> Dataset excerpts

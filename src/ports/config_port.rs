//! Configuration access port.

pub trait ConfigPort {
    fn get_string(&self, section: &str, key: &str) -> Option<String>;
    fn get_int(&self, section: &str, key: &str, default: i64) -> i64;
    fn get_double(&self, section: &str, key: &str, default: f64) -> f64;
    fn get_bool(&self, section: &str, key: &str, default: bool) -> bool;

    /// Non-negative count; negative values fall back to `default`.
    fn get_usize(&self, section: &str, key: &str, default: usize) -> usize {
        usize::try_from(self.get_int(section, key, default as i64)).unwrap_or(default)
    }
}
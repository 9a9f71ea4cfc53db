//! INI file configuration adapter.

use crate::domain::error::SelectorError;
use crate::ports::config_port::ConfigPort;
use configparser::ini::Ini;
use std::path::Path;

pub struct FileConfigAdapter {
    config: Ini,
}

impl FileConfigAdapter {
    pub fn from_file<P: AsRef<Path>>(path: P) -> Result<Self, SelectorError> {
        let path = path.as_ref();
        let mut config = Ini::new();
        config
            .load(path)
            .map_err(|reason| SelectorError::ConfigParse {
                file: path.display().to_string(),
                reason,
            })?;
        Ok(Self { config })
    }

    pub fn from_string(content: &str) -> Result<Self, SelectorError> {
        let mut config = Ini::new();
        config
            .read(content.to_string())
            .map_err(|reason| SelectorError::ConfigParse {
                file: "<inline>".to_string(),
                reason,
            })?;
        Ok(Self { config })
    }

    fn parse_bool(value: &str) -> Option<bool> {
        match value.trim().to_lowercase().as_str() {
            "true" | "yes" | "on" | "1" => Some(true),
            "false" | "no" | "off" | "0" => Some(false),
            _ => None,
        }
    }
}

impl ConfigPort for FileConfigAdapter {
    fn get_string(&self, section: &str, key: &str) -> Option<String> {
        self.config.get(section, key)
    }

    fn get_int(&self, section: &str, key: &str, default: i64) -> i64 {
        self.config
            .getint(section, key)
            .ok()
            .flatten()
            .unwrap_or(default)
    }

    fn get_double(&self, section: &str, key: &str, default: f64) -> f64 {
        self.config
            .getfloat(section, key)
            .ok()
            .flatten()
            .unwrap_or(default)
    }

    fn get_bool(&self, section: &str, key: &str, default: bool) -> bool {
        self.config
            .get(section, key)
            .as_ref()
            .and_then(|v| Self::parse_bool(v))
            .unwrap_or(default)
    }
}
impl SqliteAdapter {
    pub fn from_config(config: &dyn ConfigPort, market: &str) -> Result<Self, SelectorError> {
        let db_path =
            config
                .get_string("sqlite", "path")
                .ok_or_else(|| SelectorError::ConfigMissing {
                    section: "sqlite".into(),
                    key: "path".into(),
                })?;

        let pool_size = config.get_int("sqlite", "pool_size", 4).clamp(1, 64) as u32;

        let manager = SqliteConnectionManager::file(&db_path);
        let pool = Pool::builder()
            .max_size(pool_size)
            .build(manager)
            .map_err(pool_err)?;

        debug!(path = %db_path, pool_size, "sqlite pool ready");
        Ok(Self {
            pool,
            market: market.to_string(),
        })
    }

    pub fn in_memory(market: &str) -> Result<Self, SelectorError> {
        let manager = SqliteConnectionManager::memory();
        let pool = Pool::builder()
            .max_size(1)
            .build(manager)
            .map_err(pool_err)?;

        Ok(Self {
            pool,
            market: market.to_string(),
        })
    }

    fn conn(&self) -> Result<PooledConnection<SqliteConnectionManager>, SelectorError> {
        self.pool.get().map_err(pool_err)
    }

    pub fn initialize_schema(&self) -> Result<(), SelectorError> {
        self.conn()?.execute_batch(SCHEMA).map_err(query_err)
    }

    pub fn insert_bars(&self, table: BarTable, bars: &[OhlcvBar]) -> Result<(), SelectorError> {
        let mut conn = self.conn()?;
        let tx = conn.transaction().map_err(query_err)?;

        let sql = format!(
            "INSERT OR REPLACE INTO {} (symbol, market, ts, open, high, low, close, volume)
             VALUES (?1, ?2, ?3, ?4, ?5, ?6, ?7, ?8)",
            table.name()
        );
        for bar in bars {
            tx.execute(
                &sql,
                params![
                    bar.symbol,
                    self.market,
                    bar.timestamp.format(TIMESTAMP_FORMAT).to_string(),
                    bar.open,
                    bar.high,
                    bar.low,
                    bar.close,
                    bar.volume
                ],
            )
            .map_err(query_err)?;
        }

        tx.commit().map_err(query_err)
    }

    pub fn insert_symbols(&self, symbols: &[&str], active: bool) -> Result<(), SelectorError> {
        let mut conn = self.conn()?;
        let tx = conn.transaction().map_err(query_err)?;
        for symbol in symbols {
            tx.execute(
                "INSERT OR REPLACE INTO symbols (symbol, market, active) VALUES (?1, ?2, ?3)",
                params![symbol, self.market, active],
            )
            .map_err(query_err)?;
        }
        tx.commit().map_err(query_err)
    }

    fn active_symbols(&self, market: &str) -> Result<Vec<String>, SelectorError> {
        let conn = self.conn()?;
        let mut stmt = conn
            .prepare("SELECT symbol FROM symbols WHERE market = ?1 AND active = 1 ORDER BY symbol")
            .map_err(query_err)?;
        let rows = stmt
            .query_map(params![market], |row| row.get(0))
            .map_err(query_err)?;

        let mut symbols = Vec::new();
        for row in rows {
            symbols.push(row.map_err(query_err)?);
        }
        Ok(symbols)
    }
}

> WHAT TO PRODUCE
Say how many lines of the preceding data include the word "Some". The number is the whole answer.

> REPLY
2